Only twenty-five years after Beth Israel’s opening, the United States was embroiled in the first World War. The Hospital encouraged its medical staff to join the Medical Reserve Corps, with approximately half of its doctors signing up. The Hospital had also encouraged its nurses, physicians and other staff to join the war effort.
This left Beth Israel in a precarious position when the 1918 Influenza epidemic reached New York City. Being chronically understaffed, Beth Israel’s Medical Board contacted the Department of Health for advice. The response was simply: “There is nothing to advise except the use of gauze masks which did not always prevent the disease.” In November 1918, the Hospital eliminated visiting hours, curtailed teaching hours, and turned the Male Medical Ward over to the Department of Health to use as an isolation facility for the pandemic. (The DOH never used the facility because they were similarly understaffed.)

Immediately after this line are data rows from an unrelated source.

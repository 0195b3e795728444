use std::env;
use std::path::Path;
use tracing::debug;
use tracing_appender::non_blocking::WorkerGuard;
use tracing_subscriber::prelude::*;
use tracing_subscriber::{fmt, EnvFilter};

const DEFAULT_LOG_FILE: &str = "./logs/intake.log";

/// Installs the stdout and file layers. `TRACING_LEVEL` wins over `verbose`.
///
/// Keep the returned guard alive until exit or buffered file lines are lost.
pub fn init_logger(verbose: bool) -> WorkerGuard {
    let fallback = if verbose { "debug" } else { "info" };
    let filter = env::var("TRACING_LEVEL").unwrap_or_else(|_| fallback.to_string());

    let log_file = env::var("LOG_FILE_PATH").unwrap_or_else(|_| DEFAULT_LOG_FILE.to_string());
    let log_path = Path::new(&log_file);
    let dir = log_path
        .parent()
        .filter(|p| !p.as_os_str().is_empty())
        .unwrap_or_else(|| Path::new("."));
    let file_name = log_path
        .file_name()
        .map(|n| n.to_string_lossy().into_owned())
        .unwrap_or_else(|| "intake.log".to_string());

    let (file_writer, guard) =
        tracing_appender::non_blocking(tracing_appender::rolling::never(dir, file_name));

    tracing_subscriber::registry()
        .with(
            fmt::layer()
                .with_writer(std::io::stdout)
                .pretty()
                .with_file(false)
                .with_target(false)
                .without_time()
                .with_ansi(true),
        )
        .with(fmt::layer().with_writer(file_writer).with_ansi(false))
        .with(EnvFilter::new(filter))
        .init();

    debug!("Logging to stdout and {}", log_path.display());
    guard
}
use config::{Config, Environment, File as ConfigFile};
use serde::{Deserialize, Serialize};
use std::path::PathBuf;
use std::time::Duration;

use crate::calibration::{
    CalibrationStore, FileStorage, KeyValueStorage, DEFAULT_RETENTION, MIN_RETENTION,
};
use crate::error::Error;
use crate::estimate::{Estimator, EstimatorCoefficients};
use crate::monitor::DEFAULT_OVERRUN_THRESHOLD;
use crate::queue::{IntakeContext, QueueSettings};

#[derive(Debug, Clone, Serialize, Deserialize)]
#[serde(default)]
pub struct AppConfig {
    /// Globs matched against full paths and entry names while scanning.
    pub ignore_patterns: Vec<String>,
    pub calibration_dir: PathBuf,
    pub calibration: CalibrationConfig,
    pub estimator: EstimatorCoefficients,
    pub monitor: MonitorConfig,
    pub worker: WorkerConfig,
}

impl Default for AppConfig {
    fn default() -> Self {
        Self {
            ignore_patterns: Vec::new(),
            calibration_dir: PathBuf::from(".intake"),
            calibration: CalibrationConfig::default(),
            estimator: EstimatorCoefficients::default(),
            monitor: MonitorConfig::default(),
            worker: WorkerConfig::default(),
        }
    }
}

#[derive(Debug, Clone, Serialize, Deserialize)]
#[serde(default)]
pub struct CalibrationConfig {
    pub retention: usize,
    pub quota_bytes: usize,
}

impl Default for CalibrationConfig {
    fn default() -> Self {
        Self {
            retention: DEFAULT_RETENTION,
            quota_bytes: 64 * 1024,
        }
    }
}

#[derive(Debug, Clone, Serialize, Deserialize)]
#[serde(default)]
pub struct MonitorConfig {
    pub overrun_threshold: f64,
    pub poll_interval_ms: u64,
}

impl Default for MonitorConfig {
    fn default() -> Self {
        Self {
            overrun_threshold: DEFAULT_OVERRUN_THRESHOLD,
            poll_interval_ms: 1_000,
        }
    }
}

#[derive(Debug, Clone, Serialize, Deserialize)]
#[serde(default)]
pub struct WorkerConfig {
    pub progress_interval_ms: u64,
    pub health_interval_ms: u64,
    pub health_timeout_ms: u64,
    pub max_restarts: u32,
}

impl Default for WorkerConfig {
    fn default() -> Self {
        Self {
            progress_interval_ms: 1_000,
            health_interval_ms: 5_000,
            health_timeout_ms: 30_000,
            max_restarts: 2,
        }
    }
}

/// Reads `Config.toml` (optional) and `INTAKE__*` environment overrides, e.g.
/// `INTAKE__WORKER__MAX_RESTARTS=5`.
pub fn load_configuration() -> Result<AppConfig, Error> {
    let builder = Config::builder()
        .add_source(ConfigFile::with_name("Config").required(false))
        .add_source(Environment::with_prefix("INTAKE").separator("__"))
        .build()?;
    let config = builder.try_deserialize::<AppConfig>()?;
    config.validate()?;
    Ok(config)
}

impl AppConfig {
    pub fn validate(&self) -> Result<(), Error> {
        self.estimator.validate()?;
        if self.calibration.retention < MIN_RETENTION {
            return Err(Error::InvalidConfig(format!(
                "calibration.retention must be at least {}",
                MIN_RETENTION
            )));
        }
        if !self.monitor.overrun_threshold.is_finite() || self.monitor.overrun_threshold < 1.0 {
            return Err(Error::InvalidConfig(
                "monitor.overrun_threshold must be at least 1.0".to_string(),
            ));
        }
        if self.worker.health_timeout_ms == 0 {
            return Err(Error::InvalidConfig(
                "worker.health_timeout_ms must be positive".to_string(),
            ));
        }
        Ok(())
    }

    pub fn queue_settings(&self) -> QueueSettings {
        QueueSettings {
            progress_interval: Duration::from_millis(self.worker.progress_interval_ms),
            health_interval: Duration::from_millis(self.worker.health_interval_ms),
            health_timeout: Duration::from_millis(self.worker.health_timeout_ms),
            max_worker_restarts: self.worker.max_restarts,
            overrun_threshold: self.monitor.overrun_threshold,
            monitor_poll_interval: Duration::from_millis(self.monitor.poll_interval_ms),
        }
    }

    pub fn calibration_store(&self) -> CalibrationStore<Box<dyn KeyValueStorage>> {
        let storage: Box<dyn KeyValueStorage> = Box::new(FileStorage::new(
            self.calibration_dir.clone(),
            self.calibration.quota_bytes,
        ));
        CalibrationStore::with_retention(storage, self.calibration.retention)
    }

    pub fn build_context(&self) -> IntakeContext {
        IntakeContext::new(
            self.queue_settings(),
            Estimator::new(self.estimator),
            self.calibration_store(),
        )
    }
}
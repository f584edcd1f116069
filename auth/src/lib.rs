//! Credential primitives library
//!
//! Provides the building blocks the invite service composes into its use cases:
//! - Salted password hashing (Argon2id, explicit per-account salt)
//! - Session token encoding and validation (JWT, HS256)
//! - Access/refresh pair issuance
//!
//! Nothing in here touches storage. Callers own where salts, digests and
//! secrets live.
//!
//! # Examples
//!
//! ## Password Hashing
//! ```
//! use auth::PasswordHasher;
//!
//! let hasher = PasswordHasher::new();
//! let salt = hasher.generate_salt();
//! let digest = hasher.hash("my_password", &salt).unwrap();
//! assert!(hasher.verify("my_password", &salt, &digest).unwrap());
//! ```
//!
//! ## Session Tokens
//! ```
//! use auth::{SignedTokenIssuer, TokenConfig};
//!
//! let issuer = SignedTokenIssuer::new(TokenConfig::new(
//!     "secret_key_at_least_32_bytes_long!",
//!     15 * 60,
//!     7 * 24 * 60 * 60,
//! ));
//! let pair = issuer.issue_pair("42").unwrap();
//! assert_eq!(issuer.verify(&pair.access_token.token).unwrap(), "42");
//! ```

pub mod issuer;
pub mod jwt;
pub mod password;

pub use issuer::SignedTokenIssuer;
pub use issuer::Token;
pub use issuer::TokenConfig;
pub use issuer::TokenPair;
pub use jwt::JwtError;
pub use jwt::JwtHandler;
pub use jwt::SessionClaims;
pub use jwt::TokenKind;
pub use password::PasswordError;
pub use password::PasswordHasher;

Ultimately, Beth Israel was only able to admit twenty-nine influenza patients. (Update: This number is disputed in other sources.) Seven members of the House Staff were awarded $25 (approximately $500 today) for “self-sacrificing services performed” and the Hospital offered special incentive pay to doctors and nurses to help combat the fact that they were understaffed.
Despite the limited patient intake, Beth Israel’s contributions to the 1918 flu pandemic were still impactful. In December 1918, Superintendent of the Hospital, Louis J. Frank, contacted Presidents Roosevelt and Taft to encourage universal nursing training in the education of women, likely in response to the chronic under-staffing at this time. By January 1919, many of the patients in the Hospital were admitted for “post-influenzal complications” leading to the care of many affected by the pandemic.
- Beth Israel Medical Center. The First Hundred Years: Beth Israel Medical Center. 1990. p. 35 – 36.
- Pettit, Dorothy Ann. A Cruel Wind: America Experiences Pandemic Influenza, 1918-1920, A Social History. Winter 1976. p. 201, 215.